Work item -
Tally the lines of the data below that contain the string "반환한다". Give the tally and nothing else.

Entries provided section start

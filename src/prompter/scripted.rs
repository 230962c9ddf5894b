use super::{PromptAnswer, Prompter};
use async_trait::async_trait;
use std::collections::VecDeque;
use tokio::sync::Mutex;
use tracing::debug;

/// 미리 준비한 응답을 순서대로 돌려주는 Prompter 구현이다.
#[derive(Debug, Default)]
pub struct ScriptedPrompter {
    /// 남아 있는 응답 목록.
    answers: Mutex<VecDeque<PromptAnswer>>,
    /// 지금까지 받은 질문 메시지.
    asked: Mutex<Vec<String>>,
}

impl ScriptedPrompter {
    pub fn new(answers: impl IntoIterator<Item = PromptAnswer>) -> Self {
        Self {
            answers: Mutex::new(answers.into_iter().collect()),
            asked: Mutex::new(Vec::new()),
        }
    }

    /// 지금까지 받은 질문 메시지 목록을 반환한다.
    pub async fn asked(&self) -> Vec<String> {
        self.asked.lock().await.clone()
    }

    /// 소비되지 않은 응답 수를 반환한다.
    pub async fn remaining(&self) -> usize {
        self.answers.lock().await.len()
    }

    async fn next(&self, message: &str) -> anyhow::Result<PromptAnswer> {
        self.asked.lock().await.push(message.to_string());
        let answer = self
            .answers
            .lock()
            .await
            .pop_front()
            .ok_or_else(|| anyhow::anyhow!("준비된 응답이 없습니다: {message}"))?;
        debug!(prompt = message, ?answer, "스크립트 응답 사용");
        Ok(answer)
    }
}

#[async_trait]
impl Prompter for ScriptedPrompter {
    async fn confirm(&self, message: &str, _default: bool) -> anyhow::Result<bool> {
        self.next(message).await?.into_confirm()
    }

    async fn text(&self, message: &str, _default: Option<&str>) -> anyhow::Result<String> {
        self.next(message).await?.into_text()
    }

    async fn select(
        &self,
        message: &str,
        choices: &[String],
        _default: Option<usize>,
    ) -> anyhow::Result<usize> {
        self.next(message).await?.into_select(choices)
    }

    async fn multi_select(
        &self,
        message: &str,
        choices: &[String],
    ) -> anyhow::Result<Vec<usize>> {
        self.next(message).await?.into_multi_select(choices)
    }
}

Entries provided section end
Entries provided section start

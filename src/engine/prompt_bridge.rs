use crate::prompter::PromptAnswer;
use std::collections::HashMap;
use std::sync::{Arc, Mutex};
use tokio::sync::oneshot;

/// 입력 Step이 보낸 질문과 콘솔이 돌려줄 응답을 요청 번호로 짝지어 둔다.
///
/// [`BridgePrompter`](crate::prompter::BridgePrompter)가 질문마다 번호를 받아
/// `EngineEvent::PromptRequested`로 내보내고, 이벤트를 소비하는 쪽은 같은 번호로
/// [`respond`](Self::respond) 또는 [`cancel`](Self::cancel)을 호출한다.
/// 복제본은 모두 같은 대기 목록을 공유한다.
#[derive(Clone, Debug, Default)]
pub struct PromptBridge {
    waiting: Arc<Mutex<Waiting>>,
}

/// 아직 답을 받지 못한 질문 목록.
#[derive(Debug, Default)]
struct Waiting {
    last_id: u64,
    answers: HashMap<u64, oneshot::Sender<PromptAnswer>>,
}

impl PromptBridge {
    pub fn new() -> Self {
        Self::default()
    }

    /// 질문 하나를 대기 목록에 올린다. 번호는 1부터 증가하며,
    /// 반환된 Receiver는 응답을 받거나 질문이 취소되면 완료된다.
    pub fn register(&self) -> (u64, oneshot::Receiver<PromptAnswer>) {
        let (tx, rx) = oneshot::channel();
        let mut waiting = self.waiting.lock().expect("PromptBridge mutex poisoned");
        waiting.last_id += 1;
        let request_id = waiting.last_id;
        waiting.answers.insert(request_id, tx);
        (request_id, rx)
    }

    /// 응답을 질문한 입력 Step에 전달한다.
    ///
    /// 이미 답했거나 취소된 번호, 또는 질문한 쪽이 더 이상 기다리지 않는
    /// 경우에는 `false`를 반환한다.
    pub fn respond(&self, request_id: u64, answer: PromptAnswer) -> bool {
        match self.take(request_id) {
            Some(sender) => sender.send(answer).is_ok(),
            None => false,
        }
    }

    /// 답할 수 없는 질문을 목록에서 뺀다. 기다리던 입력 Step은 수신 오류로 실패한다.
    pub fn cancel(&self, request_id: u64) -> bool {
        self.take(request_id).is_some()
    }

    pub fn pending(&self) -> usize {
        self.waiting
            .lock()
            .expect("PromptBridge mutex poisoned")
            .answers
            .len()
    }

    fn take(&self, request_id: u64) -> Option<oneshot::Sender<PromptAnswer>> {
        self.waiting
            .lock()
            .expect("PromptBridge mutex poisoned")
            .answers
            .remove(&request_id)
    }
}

Entries provided section end

Solution below -
3